From: Center for Biological Diversity

New England Rescinds Protections for Threatened Atlantic Sea Turtles
NOAA Fisheries Service Issues Rule to Improve Sea Turtle Bycatch Monitoring
Conservation Groups Act to Protect Loggerhead Sea Turtle
Federal Study: Loggerhead Sea Turtles Face Extinction, Fishing Fleets Blamed
TALLAHASSEE, Fla.— The National Marine Fisheries Service has ordered a six-month emergency closure of the bottom longline fishery in the Gulf of Mexico to protect imperiled sea turtles from capture and death. During the closure, which will go into effect May 16, the agency will determine whether and how the fishery can operate while ensuring the survival of the turtles over the long term.
The Service is closing the fishery because its data indicate the fishery had captured more than eight times the number of sea turtles it authorized in its 2005 biological opinion.
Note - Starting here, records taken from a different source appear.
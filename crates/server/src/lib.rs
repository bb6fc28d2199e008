pub mod config;
pub mod error;
pub mod leaderboard;
pub mod routes;
pub mod session;
pub mod state;
//! Discovery query construction for the filterable listing pages.

use chrono::NaiveDate;
use metamoviex_core::types::MediaKind;
use serde::{Deserialize, Serialize};

/// Sort keys offered in the sidebar, as `(value, label)`.
pub const MOVIE_SORT_OPTIONS: &[(&str, &str)] = &[
    ("popularity.desc", "Popularity Descending"),
    ("popularity.asc", "Popularity Ascending"),
    ("release_date.desc", "Release Date Descending"),
    ("release_date.asc", "Release Date Ascending"),
    ("vote_average.desc", "Rating Descending"),
    ("vote_average.asc", "Rating Ascending"),
    ("primary_release_date.asc", "Release Date (Soonest)"),
];

pub const TV_SORT_OPTIONS: &[(&str, &str)] = &[
    ("popularity.desc", "Popularity Descending"),
    ("popularity.asc", "Popularity Ascending"),
    ("first_air_date.desc", "First Air Date Descending"),
    ("first_air_date.asc", "First Air Date Ascending"),
    ("vote_average.desc", "Rating Descending"),
    ("vote_average.asc", "Rating Ascending"),
];

/// User-editable filter state of a listing page.
#[derive(Debug, Clone, PartialEq, Serialize, Deserialize)]
pub struct DiscoverFilters {
    pub sort_by: String,
    /// Selected genre ids, in selection order.
    pub genres: Vec<u32>,
    pub min_score: f32,
    pub min_votes: u32,
    /// ISO 639-1 original language, empty for any.
    pub language: String,
    /// ISO 3166-1 origin country (TV only), empty for any.
    pub origin_country: String,
    pub release_from: Option<NaiveDate>,
    pub release_to: Option<NaiveDate>,
    /// Comma or pipe separated keyword ids, passed through.
    pub keywords: String,
}

impl Default for DiscoverFilters {
    fn default() -> Self {
        Self {
            sort_by: "popularity.desc".to_string(),
            genres: Vec::new(),
            min_score: 0.0,
            min_votes: 0,
            language: String::new(),
            origin_country: String::new(),
            release_from: None,
            release_to: None,
            keywords: String::new(),
        }
    }
}

impl DiscoverFilters {
    /// Select the genre if unselected, otherwise deselect it.
    pub fn toggle_genre(&mut self, id: u32) {
        if let Some(pos) = self.genres.iter().position(|g| *g == id) {
            self.genres.remove(pos);
        } else {
            self.genres.push(id);
        }
    }

    pub fn has_genre(&self, id: u32) -> bool {
        self.genres.contains(&id)
    }

    fn genres_param(&self) -> Option<String> {
        if self.genres.is_empty() {
            return None;
        }
        Some(
            self.genres
                .iter()
                .map(|g| g.to_string())
                .collect::<Vec<_>>()
                .join(","),
        )
    }
}

/// Which listing page a query is built for.
#[derive(Debug, Clone, Copy, PartialEq, Eq, Serialize, Deserialize)]
#[serde(rename_all = "snake_case")]
pub enum Preset {
    Movies,
    TopRatedMovies,
    NowPlayingMovies,
    UpcomingMovies,
    PopularTv,
    AiringTodayTv,
}

impl Preset {
    pub fn kind(self) -> MediaKind {
        match self {
            Self::Movies | Self::TopRatedMovies | Self::NowPlayingMovies | Self::UpcomingMovies => {
                MediaKind::Movie
            }
            Self::PopularTv | Self::AiringTodayTv => MediaKind::Tv,
        }
    }

    pub fn sort_options(self) -> &'static [(&'static str, &'static str)] {
        match self.kind() {
            MediaKind::Movie => MOVIE_SORT_OPTIONS,
            MediaKind::Tv => TV_SORT_OPTIONS,
        }
    }

    /// Filters a page starts with.
    pub fn default_filters(self, today: NaiveDate) -> DiscoverFilters {
        let base = DiscoverFilters::default();
        match self {
            Self::Movies | Self::PopularTv => base,
            Self::TopRatedMovies => DiscoverFilters {
                sort_by: "vote_average.desc".to_string(),
                min_score: 7.0,
                min_votes: 1000,
                ..base
            },
            Self::NowPlayingMovies => DiscoverFilters {
                min_votes: 100,
                ..base
            },
            Self::UpcomingMovies => DiscoverFilters {
                sort_by: "primary_release_date.asc".to_string(),
                release_from: Some(today),
                ..base
            },
            Self::AiringTodayTv => DiscoverFilters {
                min_votes: 50,
                ..base
            },
        }
    }

    fn date_field(self) -> (&'static str, &'static str) {
        match self.kind() {
            MediaKind::Movie => ("primary_release_date.gte", "primary_release_date.lte"),
            MediaKind::Tv => ("first_air_date.gte", "first_air_date.lte"),
        }
    }

    /// Whether score and vote thresholds are sent even when zero.
    fn pins_thresholds(self) -> bool {
        matches!(
            self,
            Self::TopRatedMovies | Self::NowPlayingMovies | Self::AiringTodayTv
        )
    }

    /// Query parameters for `/discover/{kind}` at `page`.
    pub fn params(
        self,
        filters: &DiscoverFilters,
        page: u32,
        today: NaiveDate,
    ) -> Vec<(&'static str, String)> {
        let mut params = vec![
            ("page", page.max(1).to_string()),
            ("sort_by", filters.sort_by.clone()),
        ];

        if self == Self::NowPlayingMovies {
            params.push(("region", "US".to_string()));
            params.push(("include_adult", "false".to_string()));
        }

        if self.pins_thresholds() || filters.min_score > 0.0 {
            params.push(("vote_average.gte", filters.min_score.to_string()));
        }
        if self.pins_thresholds() || filters.min_votes > 0 {
            params.push(("vote_count.gte", filters.min_votes.to_string()));
        }

        if let Some(genres) = filters.genres_param() {
            params.push(("with_genres", genres));
        }

        let language = filters.language.trim();
        if !language.is_empty() {
            params.push(("with_original_language", language.to_string()));
        }

        let country = filters.origin_country.trim();
        if self.kind() == MediaKind::Tv && !country.is_empty() {
            params.push(("with_origin_country", country.to_uppercase()));
        }

        let (gte, lte) = self.date_field();
        let (from, to) = match self {
            Self::TopRatedMovies => (None, None),
            Self::NowPlayingMovies => (
                filters.release_from,
                Some(filters.release_to.map_or(today, |to| to.min(today))),
            ),
            Self::UpcomingMovies => (Some(filters.release_from.unwrap_or(today)), filters.release_to),
            Self::AiringTodayTv => (Some(today), Some(today)),
            Self::Movies | Self::PopularTv => (filters.release_from, filters.release_to),
        };
        if let Some(from) = from {
            params.push((gte, from.format("%Y-%m-%d").to_string()));
        }
        if let Some(to) = to {
            params.push((lte, to.format("%Y-%m-%d").to_string()));
        }

        let keywords = filters.keywords.trim();
        if !keywords.is_empty() {
            params.push(("with_keywords", keywords.to_string()));
        }

        params
    }
}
A Federal Register notice that will be published May 1 explains that further bottom longline fishing could jeopardize the existence of loggerhead sea turtles "unless action is taken to reduce the fishery’s impact on this threatened species."
Earthjustice, the Center for Biological Diversity, Defenders of Wildlife, and a coalition of other conservation groups — Caribbean Conservation Corporation, Florida Wildlife Federation, Gulf Restoration Network and Sea Turtle Restoration Project — had sued the agency in mid-April to seek protection for these imperiled animals and requested the emergency closure implemented today.
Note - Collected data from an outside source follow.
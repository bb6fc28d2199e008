use metamoviex_core::types::{MediaKind, TimeWindow};
use serde::de::DeserializeOwned;
use serde_json::{Value, json};

use crate::MetadataError;
use crate::models::{
    CombinedCredits, Credits, Genre, GenreList, ImageSet, MediaSummary, MovieDetails, Paged,
    PersonDetails, PersonSummary, ReleaseDates, TvDetails, VideoList, WatchProviders,
};

/// Decode a JSON body into a typed schema, tagging failures with the request path.
pub(crate) fn decode<T: DeserializeOwned>(path: &str, value: Value) -> Result<T, MetadataError> {
    serde_json::from_value(value).map_err(|e| MetadataError::Decode {
        path: path.to_string(),
        message: e.to_string(),
    })
}

/// Read-only access to TMDB content.
///
/// Implementors only supply [`MediaApi::get_json`]; every typed endpoint is
/// built on top of it, so fakes in tests can serve canned JSON by path.
#[async_trait::async_trait]
pub trait MediaApi: Send + Sync {
    /// GET `path` (relative to the API root) with extra query parameters.
    async fn get_json(&self, path: &str, params: &[(&str, String)])
    -> Result<Value, MetadataError>;

    async fn genres(&self, kind: MediaKind) -> Result<Vec<Genre>, MetadataError> {
        let path = format!("/genre/{kind}/list");
        let list: GenreList = decode(&path, self.get_json(&path, &[]).await?)?;
        Ok(list.genres)
    }

    async fn discover(
        &self,
        kind: MediaKind,
        params: &[(&str, String)],
    ) -> Result<Paged<MediaSummary>, MetadataError> {
        let path = format!("/discover/{kind}");
        decode(&path, self.get_json(&path, params).await?)
    }

    /// Curated lists such as `/movie/popular` or `/tv/airing_today`.
    async fn category(
        &self,
        kind: MediaKind,
        category: &str,
        page: u32,
    ) -> Result<Paged<MediaSummary>, MetadataError> {
        let path = format!("/{kind}/{category}");
        decode(
            &path,
            self.get_json(&path, &[("page", page.to_string())]).await?,
        )
    }

    async fn trending(
        &self,
        kind: MediaKind,
        window: TimeWindow,
    ) -> Result<Paged<MediaSummary>, MetadataError> {
        let path = format!("/trending/{kind}/{window}");
        decode(&path, self.get_json(&path, &[]).await?)
    }

    async fn search_movies(&self, query: &str) -> Result<Paged<MediaSummary>, MetadataError> {
        let path = "/search/movie";
        decode(
            path,
            self.get_json(path, &[("query", query.to_string())]).await?,
        )
    }

    async fn popular_people(&self, page: u32) -> Result<Paged<PersonSummary>, MetadataError> {
        let path = "/person/popular";
        decode(path, self.get_json(path, &[("page", page.to_string())]).await?)
    }

    async fn movie_details(&self, id: u64) -> Result<MovieDetails, MetadataError> {
        let path = format!("/movie/{id}");
        decode(&path, self.get_json(&path, &[]).await?)
    }

    async fn tv_details(&self, id: u64) -> Result<TvDetails, MetadataError> {
        let path = format!("/tv/{id}");
        decode(&path, self.get_json(&path, &[]).await?)
    }

    async fn person_details(&self, id: u64) -> Result<PersonDetails, MetadataError> {
        let path = format!("/person/{id}");
        decode(&path, self.get_json(&path, &[]).await?)
    }

    async fn credits(&self, kind: MediaKind, id: u64) -> Result<Credits, MetadataError> {
        let path = format!("/{kind}/{id}/credits");
        decode(&path, self.get_json(&path, &[]).await?)
    }

    async fn combined_credits(&self, id: u64) -> Result<CombinedCredits, MetadataError> {
        let path = format!("/person/{id}/combined_credits");
        decode(&path, self.get_json(&path, &[]).await?)
    }

    async fn videos(&self, kind: MediaKind, id: u64) -> Result<VideoList, MetadataError> {
        let path = format!("/{kind}/{id}/videos");
        decode(&path, self.get_json(&path, &[]).await?)
    }

    async fn images(&self, kind: MediaKind, id: u64) -> Result<ImageSet, MetadataError> {
        let path = format!("/{kind}/{id}/images");
        decode(
            &path,
            self.get_json(&path, &[("include_image_language", "en,null".to_string())])
                .await?,
        )
    }

    async fn release_dates(&self, id: u64) -> Result<ReleaseDates, MetadataError> {
        let path = format!("/movie/{id}/release_dates");
        decode(&path, self.get_json(&path, &[]).await?)
    }

    async fn watch_providers(
        &self,
        kind: MediaKind,
        id: u64,
    ) -> Result<WatchProviders, MetadataError> {
        let path = format!("/{kind}/{id}/watch/providers");
        decode(&path, self.get_json(&path, &[]).await?)
    }

    async fn recommendations(
        &self,
        kind: MediaKind,
        id: u64,
    ) -> Result<Paged<MediaSummary>, MetadataError> {
        let path = format!("/{kind}/{id}/recommendations");
        decode(&path, self.get_json(&path, &[]).await?)
    }

    async fn similar(&self, kind: MediaKind, id: u64) -> Result<Paged<MediaSummary>, MetadataError> {
        let path = format!("/{kind}/{id}/similar");
        decode(&path, self.get_json(&path, &[]).await?)
    }
}

#[derive(Debug, Clone, Copy, PartialEq, Eq)]
pub enum Verb {
    Get,
    Post,
    Delete,
}

/// Raw reply from an identity endpoint, kept verbatim so it can be echoed.
#[derive(Debug, Clone, PartialEq)]
pub struct Upstream {
    pub status: u16,
    pub body: Value,
}

impl Upstream {
    pub fn is_success(&self) -> bool {
        (200..300).contains(&self.status)
    }

    /// Typed view of the body. The raw body stays available for echoing.
    pub fn decode<T: DeserializeOwned>(&self, path: &str) -> Result<T, MetadataError> {
        decode(path, self.body.clone())
    }
}

/// TMDB authentication and account endpoints.
#[async_trait::async_trait]
pub trait IdentityApi: Send + Sync {
    /// Send a request and return whatever status and JSON body came back.
    async fn send(
        &self,
        verb: Verb,
        path: &str,
        query: &[(&str, String)],
        body: Option<Value>,
    ) -> Result<Upstream, MetadataError>;

    async fn create_request_token(&self) -> Result<Upstream, MetadataError> {
        self.send(Verb::Get, "/authentication/token/new", &[], None)
            .await
    }

    async fn create_session(&self, request_token: &str) -> Result<Upstream, MetadataError> {
        self.send(
            Verb::Post,
            "/authentication/session/new",
            &[],
            Some(json!({ "request_token": request_token })),
        )
        .await
    }

    async fn account(&self, session_id: &str) -> Result<Upstream, MetadataError> {
        self.send(
            Verb::Get,
            "/account",
            &[("session_id", session_id.to_string())],
            None,
        )
        .await
    }

    async fn delete_session(&self, session_id: &str) -> Result<Upstream, MetadataError> {
        self.send(
            Verb::Delete,
            "/authentication/session",
            &[],
            Some(json!({ "session_id": session_id })),
        )
        .await
    }
}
"Today is a great day for all who believe in protecting vulnerable sea turtles from unnecessary and illegal harm and ensuring their continued survival in the wild," said Steve Roady, an attorney with Earthjustice. "We commend NOAA Administrator Jane Lubchenco for setting a new course for NMFS that relies on sound science to manage our oceans for the great benefit of our nation and local communities."
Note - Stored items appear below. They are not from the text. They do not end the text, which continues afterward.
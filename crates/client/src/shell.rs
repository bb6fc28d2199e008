//! Application shell: drives the TMDB login handshake and owns the user store.

use metamoviex_core::types::{LoginPhase, User};
use tracing::{debug, info, warn};
use url::Url;

use crate::ClientError;
use crate::bridge::BridgeApi;
use crate::store::UserStore;

/// TMDB page where the user approves a request token.
pub const AUTHORIZE_BASE: &str = "https://www.themoviedb.org/authenticate";

/// Query parameters TMDB appends when redirecting back to `/auth/callback`.
#[derive(Debug, Clone, Default, PartialEq, Eq)]
pub struct CallbackParams {
    pub request_token: Option<String>,
    pub approved: bool,
    pub denied: bool,
}

impl CallbackParams {
    /// Parse a raw query string (without the leading `?`).
    pub fn from_query(query: &str) -> Self {
        let mut params = Self::default();
        for (key, value) in url::form_urlencoded::parse(query.as_bytes()) {
            match key.as_ref() {
                "request_token" if !value.is_empty() => {
                    params.request_token = Some(value.into_owned())
                }
                "approved" => params.approved = value == "true",
                "denied" => params.denied = value == "true",
                _ => {}
            }
        }
        params
    }
}

/// Where the shell navigates after handling a callback.
#[derive(Debug, Clone, Copy, PartialEq, Eq)]
pub enum Landing {
    Home,
    Login,
}

pub struct AppShell<B: BridgeApi> {
    bridge: B,
    store: UserStore,
    phase: LoginPhase,
    public_url: Url,
}

impl<B: BridgeApi> AppShell<B> {
    pub fn new(bridge: B, store: UserStore, public_url: Url) -> Self {
        Self {
            bridge,
            store,
            phase: LoginPhase::Anonymous,
            public_url,
        }
    }

    pub fn phase(&self) -> LoginPhase {
        self.phase
    }

    pub fn store(&self) -> &UserStore {
        &self.store
    }

    pub fn bridge(&self) -> &B {
        &self.bridge
    }

    fn transition(&mut self, next: LoginPhase) {
        if self.phase.can_transition_to(next) {
            debug!(from = %self.phase, to = %next, "login phase");
            self.phase = next;
        } else {
            warn!(from = %self.phase, to = %next, "ignoring illegal login transition");
        }
    }

    /// Drop the local user and return to `Anonymous`.
    fn reset_local(&mut self) {
        self.store.logout();
        if self.phase != LoginPhase::Anonymous {
            self.transition(LoginPhase::Anonymous);
        }
    }

    fn deny(&mut self) -> Landing {
        self.store.logout();
        self.transition(LoginPhase::Denied);
        self.transition(LoginPhase::Anonymous);
        Landing::Login
    }

    /// Obtain a request token and return the TMDB approval URL to navigate to.
    pub async fn begin_login(&mut self) -> Result<Url, ClientError> {
        let reply = self.bridge.request_token().await?;
        let token = match reply.request_token {
            Some(token) if reply.success => token,
            _ => {
                return Err(ClientError::Bridge {
                    status: 200,
                    message: "no request token issued".to_string(),
                });
            }
        };
        self.transition(LoginPhase::TokenRequested);

        let callback = self.public_url.join("/auth/callback")?;
        let mut url = Url::parse(AUTHORIZE_BASE)?;
        url.path_segments_mut()
            .map_err(|_| url::ParseError::RelativeUrlWithCannotBeABaseBase)?
            .push(&token);
        url.query_pairs_mut()
            .append_pair("redirect_to", callback.as_str());
        Ok(url)
    }

    /// Finish the handshake after TMDB redirects back.
    ///
    /// A denial, a missing token or any bridge failure lands on the login
    /// page with the store empty. A callback arriving while someone is
    /// logged in starts from a clean `Anonymous` state.
    pub async fn handle_callback(&mut self, params: &CallbackParams) -> Landing {
        if self.phase.is_authenticated() {
            debug!("callback while authenticated, dropping previous user");
            self.reset_local();
        }

        let token = match params.request_token.as_deref() {
            Some(token) if params.approved && !params.denied => token,
            _ => {
                info!("login was not approved");
                return self.deny();
            }
        };

        match self.bridge.create_session(token).await {
            Ok(created) if created.success => {}
            Ok(_) => {
                warn!("session was not created");
                return self.deny();
            }
            Err(e) => {
                warn!(error = %e, "create-session failed");
                return self.deny();
            }
        }
        self.transition(LoginPhase::SessionCreated);

        match self.bridge.login_user().await {
            Ok(user) => {
                info!(user_id = user.id, "logged in");
                self.store.set_user(Some(user));
                self.transition(LoginPhase::Authenticated);
                Landing::Home
            }
            Err(e) => {
                warn!(error = %e, "login-user failed after session creation");
                self.deny()
            }
        }
    }

    /// Re-derive the user from an existing session cookie on startup.
    ///
    /// A 401 from the bridge just means nobody is logged in.
    pub async fn restore(&mut self) -> Result<Option<User>, ClientError> {
        match self.bridge.login_user().await {
            Ok(user) => {
                self.store.set_user(Some(user.clone()));
                self.transition(LoginPhase::Authenticated);
                Ok(Some(user))
            }
            Err(ClientError::Bridge { status: 401, .. }) => {
                self.reset_local();
                Ok(None)
            }
            Err(e) => Err(e),
        }
    }

    /// Delete the session and clear the store.
    ///
    /// The local user is cleared even when the bridge call fails; the error
    /// is still returned.
    pub async fn logout(&mut self) -> Result<(), ClientError> {
        let result = self.bridge.delete_session().await;
        self.reset_local();
        match result {
            Ok(reply) if !reply.success => {
                warn!(message = ?reply.status_message, "session delete was refused");
                Ok(())
            }
            Ok(_) => Ok(()),
            Err(e) => Err(e),
        }
    }
}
"This temporary closure gives sea turtles a much-needed reprieve and gives the agency time to make scientifically sound decisions regarding the long-term operation of the fishery," said Andrea Treece, an attorney with the Center for Biological Diversity. "More sea turtles will now have a chance to make it back to their nesting beaches — and even just look for food — without getting caught up in longlines."
"After years of delay and the death of hundreds of turtles, it's great to know that protections are finally on their way," said Sierra Weaver, an attorney with Defenders of Wildlife. "This closure will insure that the fishery can operate without threatening these species with extinction."
Details on Emergency Closure:
1. Following the conservation organizations' lawsuit filed April 15 and renewed action by the Gulf of Mexico Fishery Management Council to support an emergency closure in mid-April, the Fisheries Service is closing the bottom longline fishery for up to 180 days. 2. The closure will become effective May 16, 2009 (15 days after publication in the Federal Register) to provide two weeks for fishing trips that are now occurring to receive notice and reduce disruption on the fishery for already initiated trips. 3. During this closure, the agency states that it plans to complete a new biological opinion that will evaluate the impact of the fishery and ensure that it is not likely to jeopardize the continued existence of the sea turtle species captured in it. It will also consider measures that could be used to reduce turtle capture and killing by the fishery, to allow it to reopen at a future date. 4. The Service also states that it is working with the Gulf Council to implement “long-term measures to reduce bycatch of sea turtles in the eastern Gulf of Mexico," which "are needed to provide protection for loggerhead sea turtles" in particular due to the long-term decline in their nesting population in Florida. Such long-term measures, for consideration on a permanent basis, would be implemented after a period of public notice during which all interested citizens would have full opportunity to comment. 5. The Service provides notice that it may renew the closure for a longer period of time if necessary for the agency to fulfill its legal obligations under the Endangered Species Act and the Magnuson Stevens Act to prevent further harm to threatened and endangered sea turtles.
The National Marine Fisheries Service took this action in part because in 2005, it had determined that the Gulf of Mexico fishery could capture up to 114 sea turtles, including 85 loggerheads, during a three-year period without violating the Endangered Species Act. But in recent months the agency released new information that vessels in the Gulf caught nearly 1,000 turtles between July 2006 and December 2008 — more than eight times the number allowed. In February 2009, the Service requested public comment regarding an emergency closure to protect sea turtles in view of the high numbers of unexpected turtle captures but still had not acted as of April 15, 2009 when conservation groups filed suit to compel protective action by the agency. The National Marine Fisheries Service, an agency of the U.S. Department of Commerce’s National Oceanic and Atmospheric Administration, is responsible for ensuring that bottom longline fishing does not pose a threat to sea turtle populations.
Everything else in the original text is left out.